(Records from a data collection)

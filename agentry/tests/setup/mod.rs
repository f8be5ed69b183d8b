/*
 * Copyright (c) 2024. Govcraft
 *
 * Licensed under either of
 *   * Apache License, Version 2.0 (the "License");
 *     you may not use this file except in compliance with the License.
 *     You may obtain a copy of the License at http://www.apache.org/licenses/LICENSE-2.0
 *   * MIT license: http://opensource.org/licenses/MIT
 *
 * Unless required by applicable law or agreed to in writing, software
 * distributed under the License is distributed on an "AS IS" BASIS,
 * WITHOUT WARRANTIES OR CONDITIONS OF ANY KIND, either express or implied.
 * See the applicable License for the specific language governing permissions and
 * limitations under that License.
 */
use std::sync::Once;
use std::time::Duration;

use tracing::Level;
use tracing_appender::rolling::{RollingFileAppender, Rotation};
use tracing_subscriber::fmt::format::FmtSpan;
use tracing_subscriber::{EnvFilter, FmtSubscriber};

// Declare the submodules.
pub mod messages;

// Ensures tracing initialization happens only once across all tests.
static INIT: Once = Once::new();

/// Initializes the global tracing subscriber for tests.
///
/// Logs go to `logs/agentry_tests.txt` through a non-blocking appender;
/// `RUST_LOG` overrides the default filter.
pub fn initialize_tracing() {
    INIT.call_once(|| {
        std::fs::create_dir_all("logs").expect("could not create logs dir");

        let file_appender = RollingFileAppender::new(Rotation::NEVER, "logs", "agentry_tests.txt");
        let (non_blocking, guard) = tracing_appender::non_blocking(file_appender);
        // Leak the guard so the non-blocking writer is not dropped before process exit
        Box::leak(Box::new(guard));

        let filter = EnvFilter::try_from_default_env().unwrap_or_else(|_| {
            EnvFilter::new("info")
                .add_directive("agentry::agent=debug".parse().unwrap())
                .add_directive("agentry::common::remote=debug".parse().unwrap())
                .add_directive("agentry::common::platform=trace".parse().unwrap())
        });

        let subscriber = FmtSubscriber::builder()
            .with_span_events(FmtSpan::NONE)
            .with_max_level(Level::TRACE)
            .compact()
            .with_line_number(true)
            .without_time()
            .with_target(true)
            .with_env_filter(filter)
            .with_writer(non_blocking)
            .finish();

        tracing::subscriber::set_global_default(subscriber)
            .expect("setting default subscriber failed");
    });
}

/// Polls `condition` every 10 ms until it holds or `timeout` elapses.
pub async fn eventually<F>(timeout: Duration, mut condition: F) -> bool
where
    F: FnMut() -> bool,
{
    let deadline = tokio::time::Instant::now() + timeout;
    loop {
        if condition() {
            return true;
        }
        if tokio::time::Instant::now() >= deadline {
            return false;
        }
        tokio::time::sleep(Duration::from_millis(10)).await;
    }
}
/*
 * Copyright (c) 2024. Govcraft
 *
 * Licensed under either of
 *   * Apache License, Version 2.0 (the "License");
 *     you may not use this file except in compliance with the License.
 *     You may obtain a copy of the License at http://www.apache.org/licenses/LICENSE-2.0
 *   * MIT license: http://opensource.org/licenses/MIT
 *
 * Unless required by applicable law or agreed to in writing, software
 * distributed under the License is distributed on an "AS IS" BASIS,
 * WITHOUT WARRANTIES OR CONDITIONS OF ANY KIND, either express or implied.
 * See the applicable License for the specific language governing permissions and
 * limitations under that License.
 */

use std::ops::Deref;
use std::sync::Arc;
use std::time::Duration;

use tokio::net::TcpStream;
use tokio_util::sync::CancellationToken;
use tracing::{debug, info, warn};

use crate::common::config::CONFIG;
use crate::common::remote::federation::{Federation, Role};
use crate::common::{Container, Platform};

/// A container linked to a master over TCP.
///
/// The slave keeps exactly one link. When the link drops it reconnects after
/// the configured delay, indefinitely, until the container shuts down or the
/// master announces its own shutdown.
#[derive(Clone)]
pub struct SlaveContainer {
    container: Container,
    federation: Arc<Federation>,
    endpoint: String,
}

impl std::fmt::Debug for SlaveContainer {
    fn fmt(&self, f: &mut std::fmt::Formatter<'_>) -> std::fmt::Result {
        f.debug_struct("SlaveContainer")
            .field("container", &self.container)
            .field("master", &self.endpoint)
            .field("connected", &self.is_connected())
            .finish()
    }
}

impl Deref for SlaveContainer {
    type Target = Container;

    fn deref(&self) -> &Self::Target {
        &self.container
    }
}

impl SlaveContainer {
    /// Creates a slave and starts connecting to the master at `host:port`.
    ///
    /// Returns immediately; use [`wait_until_connected`](Self::wait_until_connected)
    /// to wait for the first link.
    pub fn connect(platform: &Platform, name: impl Into<String>, host: &str, port: u16) -> Self {
        let endpoint = format!("{host}:{port}");
        let container = Container::detached(platform, name);
        let federation = Federation::new(Role::Slave, container.downgrade());
        federation.set_endpoint(endpoint.clone());
        container.set_federation(federation.clone());
        platform.attach(container.clone());
        tokio::spawn(reconnect_loop(
            federation.clone(),
            endpoint.clone(),
            federation.stopping(),
        ));
        Self {
            container,
            federation,
            endpoint,
        }
    }

    /// Whether the link to the master is up.
    pub fn is_connected(&self) -> bool {
        self.federation.live_count() > 0
    }

    /// Waits up to `timeout` for the link to the master to come up.
    pub async fn wait_until_connected(&self, timeout: Duration) -> bool {
        tokio::time::timeout(timeout, self.federation.until_links(1))
            .await
            .unwrap_or(false)
    }

    /// Whether the master announced its shutdown. The slave will not reconnect.
    pub fn is_master_shutdown(&self) -> bool {
        self.federation.is_shutdown_requested()
    }

    /// Drops the current link; the slave reconnects after the configured delay.
    pub fn close_link(&self) {
        self.federation.drop_links();
    }

    /// `host:port` of the master.
    pub fn master(&self) -> &str {
        &self.endpoint
    }

    /// The underlying container.
    pub const fn container(&self) -> &Container {
        &self.container
    }
}

async fn reconnect_loop(federation: Arc<Federation>, endpoint: String, cancel: CancellationToken) {
    loop {
        if cancel.is_cancelled() || federation.is_shutdown_requested() {
            break;
        }
        debug!("Connecting to {}", endpoint);
        let connected = tokio::select! {
            biased;
            () = cancel.cancelled() => break,
            connected = TcpStream::connect(endpoint.as_str()) => connected,
        };
        match connected {
            Ok(stream) => {
                let _ = stream.set_nodelay(true);
                let Some(link) = federation.attach(stream, endpoint.clone()) else {
                    break;
                };
                info!("Connected to master at {}", endpoint);
                tokio::select! {
                    biased;
                    () = cancel.cancelled() => break,
                    () = link.closed() => {}
                }
                if federation.is_shutdown_requested() {
                    info!("Master at {} shut down, not reconnecting", endpoint);
                    break;
                }
                warn!("Connection to {} lost, reconnecting", endpoint);
            }
            Err(e) => debug!("Connection to {} failed: {}", endpoint, e),
        }
        tokio::select! {
            biased;
            () = cancel.cancelled() => break,
            () = tokio::time::sleep(CONFIG.reconnect_delay()) => {}
        }
    }
    debug!("Reconnect loop for {} stopped", endpoint);
}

— What is being asked —
Word for word, give back all of the records.

— Written response —
filename agentry/tests/setup/mod.rs
repository f8be5ed69b183d8b
/*
 * Copyright (c) 2024. Govcraft
 *
 * Licensed under either of
 *   * Apache License, Version 2.0 (the "License");
 *     you may not use this file except in compliance with the License.
 *     You may obtain a copy of the License at http://www.apache.org/licenses/LICENSE-2.0
 *   * MIT license: http://opensource.org/licenses/MIT
 *
 * Unless required by applicable law or agreed to in writing, software
 * distributed under the License is distributed on an "AS IS" BASIS,
 * WITHOUT WARRANTIES OR CONDITIONS OF ANY KIND, either express or implied.
 * See the applicable License for the specific language governing permissions and
 * limitations under that License.
 */
use std::sync::Once;
use std::time::Duration;

use tracing::Level;
use tracing_appender::rolling::{RollingFileAppender, Rotation};
use tracing_subscriber::fmt::format::FmtSpan;
use tracing_subscriber::{EnvFilter, FmtSubscriber};

// Declare the submodules.
pub mod messages;

// Ensures tracing initialization happens only once across all tests.
static INIT: Once = Once::new();

/// Initializes the global tracing subscriber for tests.
///
/// Logs go to `logs/agentry_tests.txt` through a non-blocking appender;
/// `RUST_LOG` overrides the default filter.
pub fn initialize_tracing() {
    INIT.call_once(|| {
        std::fs::create_dir_all("logs").expect("could not create logs dir");

        let file_appender = RollingFileAppender::new(Rotation::NEVER, "logs", "agentry_tests.txt");
        let (non_blocking, guard) = tracing_appender::non_blocking(file_appender);
        // Leak the guard so the non-blocking writer is not dropped before process exit
        Box::leak(Box::new(guard));

        let filter = EnvFilter::try_from_default_env().unwrap_or_else(|_| {
            EnvFilter::new("info")
                .add_directive("agentry::agent=debug".parse().unwrap())
                .add_directive("agentry::common::remote=debug".parse().unwrap())
                .add_directive("agentry::common::platform=trace".parse().unwrap())
        });

        let subscriber = FmtSubscriber::builder()
            .with_span_events(FmtSpan::NONE)
            .with_max_level(Level::TRACE)
            .compact()
            .with_line_number(true)
            .without_time()
            .with_target(true)
            .with_env_filter(filter)
            .with_writer(non_blocking)
            .finish();

        tracing::subscriber::set_global_default(subscriber)
            .expect("setting default subscriber failed");
    });
}

/// Polls `condition` every 10 ms until it holds or `timeout` elapses.
pub async fn eventually<F>(timeout: Duration, mut condition: F) -> bool
where
    F: FnMut() -> bool,
{
    let deadline = tokio::time::Instant::now() + timeout;
    loop {
        if condition() {
            return true;
        }
        if tokio::time::Instant::now() >= deadline {
            return false;
        }
        tokio::time::sleep(Duration::from_millis(10)).await;
    }
}
/*
 * Copyright (c) 2024. Govcraft
 *
 * Licensed under either of
 *   * Apache License, Version 2.0 (the "License");
 *     you may not use this file except in compliance with the License.
 *     You may obtain a copy of the License at http://www.apache.org/licenses/LICENSE-2.0
 *   * MIT license: http://opensource.org/licenses/MIT
 *
 * Unless required by applicable law or agreed to in writing, software
 * distributed under the License is distributed on an "AS IS" BASIS,
 * WITHOUT WARRANTIES OR CONDITIONS OF ANY KIND, either express or implied.
 * See the applicable License for the specific language governing permissions and
 * limitations under that License.
 */

use std::ops::Deref;
use std::sync::Arc;
use std::time::Duration;

use tokio::net::TcpStream;
use tokio_util::sync::CancellationToken;
use tracing::{debug, info, warn};

use crate::common::config::CONFIG;
use crate::common::remote::federation::{Federation, Role};
use crate::common::{Container, Platform};

/// A container linked to a master over TCP.
///
/// The slave keeps exactly one link. When the link drops it reconnects after
/// the configured delay, indefinitely, until the container shuts down or the
/// master announces its own shutdown.
#[derive(Clone)]
pub struct SlaveContainer {
    container: Container,
    federation: Arc<Federation>,
    endpoint: String,
}

impl std::fmt::Debug for SlaveContainer {
    fn fmt(&self, f: &mut std::fmt::Formatter<'_>) -> std::fmt::Result {
        f.debug_struct("SlaveContainer")
            .field("container", &self.container)
            .field("master", &self.endpoint)
            .field("connected", &self.is_connected())
            .finish()
    }
}

impl Deref for SlaveContainer {
    type Target = Container;

    fn deref(&self) -> &Self::Target {
        &self.container
    }
}

impl SlaveContainer {
    /// Creates a slave and starts connecting to the master at `host:port`.
    ///
    /// Returns immediately; use [`wait_until_connected`](Self::wait_until_connected)
    /// to wait for the first link.
    pub fn connect(platform: &Platform, name: impl Into<String>, host: &str, port: u16) -> Self {
        let endpoint = format!("{host}:{port}");
        let container = Container::detached(platform, name);
        let federation = Federation::new(Role::Slave, container.downgrade());
        federation.set_endpoint(endpoint.clone());
        container.set_federation(federation.clone());
        platform.attach(container.clone());
        tokio::spawn(reconnect_loop(
            federation.clone(),
            endpoint.clone(),
            federation.stopping(),
        ));
        Self {
            container,
            federation,
            endpoint,
        }
    }

    /// Whether the link to the master is up.
    pub fn is_connected(&self) -> bool {
        self.federation.live_count() > 0
    }

    /// Waits up to `timeout` for the link to the master to come up.
    pub async fn wait_until_connected(&self, timeout: Duration) -> bool {
        tokio::time::timeout(timeout, self.federation.until_links(1))
            .await
            .unwrap_or(false)
    }

    /// Whether the master announced its shutdown. The slave will not reconnect.
    pub fn is_master_shutdown(&self) -> bool {
        self.federation.is_shutdown_requested()
    }

    /// Drops the current link; the slave reconnects after the configured delay.
    pub fn close_link(&self) {
        self.federation.drop_links();
    }

    /// `host:port` of the master.
    pub fn master(&self) -> &str {
        &self.endpoint
    }

    /// The underlying container.
    pub const fn container(&self) -> &Container {
        &self.container
    }
}

async fn reconnect_loop(federation: Arc<Federation>, endpoint: String, cancel: CancellationToken) {
    loop {
        if cancel.is_cancelled() || federation.is_shutdown_requested() {
            break;
        }
        debug!("Connecting to {}", endpoint);
        let connected = tokio::select! {
            biased;
            () = cancel.cancelled() => break,
            connected = TcpStream::connect(endpoint.as_str()) => connected,
        };
        match connected {
            Ok(stream) => {
                let _ = stream.set_nodelay(true);
                let Some(link) = federation.attach(stream, endpoint.clone()) else {
                    break;
                };
                info!("Connected to master at {}", endpoint);
                tokio::select! {
                    biased;
                    () = cancel.cancelled() => break,
                    () = link.closed() => {}
                }
                if federation.is_shutdown_requested() {
                    info!("Master at {} shut down, not reconnecting", endpoint);
                    break;
                }
                warn!("Connection to {} lost, reconnecting", endpoint);
            }
            Err(e) => debug!("Connection to {} failed: {}", endpoint, e),
        }
        tokio::select! {
            biased;
            () = cancel.cancelled() => break,
            () = tokio::time::sleep(CONFIG.reconnect_delay()) => {}
        }
    }
    debug!("Reconnect loop for {} stopped", endpoint);
}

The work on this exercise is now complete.